--- EXERCISE BRIEF ---
Whenever the word "SubscriptionPauseScheduleChanged" shows up in a line of the data, copy that line.

RECORD EXCERPTS below:

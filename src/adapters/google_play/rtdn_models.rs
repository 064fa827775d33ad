//! Wire models for Google Play Real-time Developer Notifications.
//!
//! https://developer.android.com/google/play/billing/rtdn-reference
//!
//! Only the fields the decoder reads are modelled; unknown fields are
//! ignored so additive provider changes don't break decoding.

use serde::Deserialize;
use serde_repr::Deserialize_repr;

use crate::domain::billing::RenewalEventKind;

/// Decoded body of a Pub/Sub message published by Google Play.
#[derive(Debug, Deserialize)]
#[serde(rename_all = "camelCase")]
pub(crate) struct DeveloperNotification {
    #[serde(default)]
    pub(crate) version: Option<String>,

    /// Package of the application the notification relates to.
    pub(crate) package_name: String,

    /// Event time in milliseconds since the Epoch. Google sends it as a
    /// JSON string.
    #[serde(default)]
    pub(crate) event_time_millis: Option<EventTimeMillis>,

    // Exactly one of the following is present.
    pub(crate) subscription_notification: Option<SubscriptionNotification>,
    pub(crate) one_time_product_notification: Option<serde_json::Value>,
    pub(crate) voided_purchase_notification: Option<serde_json::Value>,
    pub(crate) test_notification: Option<serde_json::Value>,
}

/// `eventTimeMillis` arrives as a string in production and as a number in
/// some console test payloads.
#[derive(Debug, Deserialize)]
#[serde(untagged)]
pub(crate) enum EventTimeMillis {
    Text(String),
    Number(i64),
}

impl EventTimeMillis {
    pub(crate) fn as_millis(&self) -> Option<i64> {
        match self {
            EventTimeMillis::Text(s) => s.trim().parse().ok(),
            EventTimeMillis::Number(n) => Some(*n),
        }
    }
}

#[derive(Debug, Deserialize)]
#[serde(rename_all = "camelCase")]
pub(crate) struct SubscriptionNotification {
    #[serde(default)]
    pub(crate) version: Option<String>,
    pub(crate) notification_type: NotificationTypeCode,
    pub(crate) purchase_token: String,

    /// The purchased subscription's product id (for example "monthly001").
    pub(crate) subscription_id: String,
}

/// `notificationType` as sent. Codes Google adds later land in `Unknown`
/// instead of failing the whole payload.
#[derive(Debug, Clone, Copy, Deserialize, PartialEq, Eq)]
#[serde(untagged)]
pub(crate) enum NotificationTypeCode {
    Known(SubscriptionNotificationType),
    Unknown(i64),
}

#[derive(Debug, Clone, Copy, Deserialize_repr, PartialEq, Eq)]
#[repr(u8)]
pub(crate) enum SubscriptionNotificationType {
    SubscriptionRecovered = 1,
    SubscriptionRenewed = 2,
    SubscriptionCanceled = 3,
    SubscriptionPurchased = 4,
    SubscriptionOnHold = 5,
    SubscriptionInGracePeriod = 6,
    SubscriptionRestarted = 7,
    SubscriptionPriceChangeConfirmed = 8,
    SubscriptionDeferred = 9,
    SubscriptionPaused = 10,
    SubscriptionPauseScheduleChanged = 11,
    SubscriptionRevoked = 12,
    SubscriptionExpired = 13,
    SubscriptionPendingPurchaseCanceled = 20,
}

impl From<SubscriptionNotificationType> for RenewalEventKind {
    fn from(value: SubscriptionNotificationType) -> Self {
        use SubscriptionNotificationType::*;
        match value {
            SubscriptionRecovered => RenewalEventKind::Recovered,
            SubscriptionRenewed => RenewalEventKind::Renewed,
            SubscriptionCanceled => RenewalEventKind::Cancelled,
            SubscriptionPurchased => RenewalEventKind::Purchased,
            SubscriptionOnHold => RenewalEventKind::OnHold,
            SubscriptionInGracePeriod => RenewalEventKind::InGracePeriod,
            SubscriptionRestarted => RenewalEventKind::Restarted,
            SubscriptionPriceChangeConfirmed => RenewalEventKind::PriceChangeConfirmed,
            SubscriptionDeferred => RenewalEventKind::Deferred,
            SubscriptionPaused => RenewalEventKind::Paused,
            SubscriptionPauseScheduleChanged => RenewalEventKind::PauseScheduleChanged,
            SubscriptionRevoked => RenewalEventKind::Revoked,
            SubscriptionExpired => RenewalEventKind::Expired,
            SubscriptionPendingPurchaseCanceled => RenewalEventKind::PendingPurchaseCanceled,
        }
    }
}

#[cfg(test)]
mod tests {
    use super::*;

    #[test]
    fn numeric_codes_map_to_kinds() {
        let cases = [
            (1, RenewalEventKind::Recovered),
            (2, RenewalEventKind::Renewed),
            (3, RenewalEventKind::Cancelled),
            (5, RenewalEventKind::OnHold),
            (6, RenewalEventKind::InGracePeriod),
            (12, RenewalEventKind::Revoked),
            (13, RenewalEventKind::Expired),
            (20, RenewalEventKind::PendingPurchaseCanceled),
        ];
        for (code, kind) in cases {
            let parsed: SubscriptionNotificationType =
                serde_json::from_str(&code.to_string()).unwrap();
            assert_eq!(RenewalEventKind::from(parsed), kind, "code {}", code);
        }
    }

    #[test]
    fn unknown_code_is_kept() {
        let parsed: NotificationTypeCode = serde_json::from_str("19").unwrap();
        assert_eq!(parsed, NotificationTypeCode::Unknown(19));

        let known: NotificationTypeCode = serde_json::from_str("12").unwrap();
        assert_eq!(
            known,
            NotificationTypeCode::Known(SubscriptionNotificationType::SubscriptionRevoked)
        );
    }

    #[test]
    fn non_numeric_code_is_rejected() {
        let parsed: Result<NotificationTypeCode, _> = serde_json::from_str("\"RENEWED\"");
        assert!(parsed.is_err());
    }

    #[test]
    fn event_time_accepts_string_and_number() {
        let text: EventTimeMillis = serde_json::from_str("\"1700000000000\"").unwrap();
        let number: EventTimeMillis = serde_json::from_str("1700000000000").unwrap();
        assert_eq!(text.as_millis(), Some(1_700_000_000_000));
        assert_eq!(number.as_millis(), Some(1_700_000_000_000));
    }
}
// =============================================================================
// Atomicity and Retry
// =============================================================================

#[tokio::test]
async fn crash_mid_commit_leaves_no_partial_state_and_retry_succeeds() {
    let world = World::new();
    let sub = world.seed(499).await;
    world
        .provider_reports(snapshot(ProviderSubscriptionState::Active, 30, true, "GPA.0..1"))
        .await;
    world.ledger.inject_fault(LedgerFault::CrashAfterPatch).await;

    let err = world.push("n-1", RENEWED).await.unwrap_err();

    assert!(err.is_retryable());
    assert_eq!(world.subscription(&sub).await, sub);
    assert_eq!(world.ledger.payments().await.len(), 1);
    let record = world.notifications.find("n-1").await.unwrap().unwrap();
    assert!(!record.processed);

    let retry = world.push("n-1", RENEWED).await.unwrap();

    assert_eq!(disposition(&retry), Some(&Disposition::Applied));
    assert_eq!(world.ledger.payments().await.len(), 2);
}

#[tokio::test]
async fn fetch_failure_is_retried_by_sweeper() {
    let world = World::new();
    let sub = world.seed(499).await;
    world
        .provider_reports(snapshot(ProviderSubscriptionState::Active, 30, true, "GPA.0..1"))
        .await;
    world.fetcher.fail_next(FetchError::Timeout).await;

    let err = world.push("n-1", RENEWED).await.unwrap_err();
    assert!(matches!(err, WebhookError::Fetch(FetchError::Timeout)));
    assert_eq!(world.subscription(&sub).await, sub);

    let sweeper = NotificationSweeper::new(
        world.notifications.clone(),
        world.handler.clone(),
        NotificationSweeperConfig::default().with_claim_lease(Duration::ZERO),
    );
    let report = sweeper.poll_once().await.unwrap();

    assert_eq!(report.reconciled, 1);
    let record = world.notifications.find("n-1").await.unwrap().unwrap();
    assert!(record.processed);
    assert_eq!(record.outcome, Some(NotificationOutcome::Applied));
    assert_eq!(world.ledger.payments().await.len(), 2);
}

#[tokio::test]
async fn slow_provider_times_out_as_retryable() {
    let world = World::new();
    world.seed(499).await;
    world
        .provider_reports(snapshot(ProviderSubscriptionState::Active, 30, true, "GPA.0..1"))
        .await;
    world.fetcher.set_delay(Some(Duration::from_secs(2))).await;

    let err = world.push("n-1", RENEWED).await.unwrap_err();

    assert!(matches!(err, WebhookError::Fetch(FetchError::Timeout)));
    assert!(!world.notifications.find("n-1").await.unwrap().unwrap().processed);
}

// =============================================================================
// Lifecycle Scenarios
// =============================================================================

#[tokio::test]
async fn renewal_extends_entitlement_and_prices_from_last_payment() {
    let world = World::new();
    let sub = world.seed(999).await;
    let provider = snapshot(ProviderSubscriptionState::Active, 32, true, "GPA.0..1");
    world.provider_reports(provider.clone()).await;

    world.push("n-1", RENEWED).await.unwrap();

    let stored = world.subscription(&sub).await;
    assert_eq!(stored.end_date, provider.expiry_time);
    assert_eq!(stored.next_billing_date, Some(provider.expiry_time));
    assert_eq!(stored.failed_attempts, 0);
    let renewal = world
        .ledger
        .payments()
        .await
        .into_iter()
        .find(|p| p.payment_type == PaymentType::Recurring)
        .unwrap();
    assert_eq!(renewal.amount_cents, 999);
    assert_eq!(renewal.status, PaymentStatus::Paid);
}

End of RECORD EXCERPTS.

--- ANSWER BELOW ---
    SubscriptionPauseScheduleChanged = 11,
            SubscriptionPauseScheduleChanged => RenewalEventKind::PauseScheduleChanged,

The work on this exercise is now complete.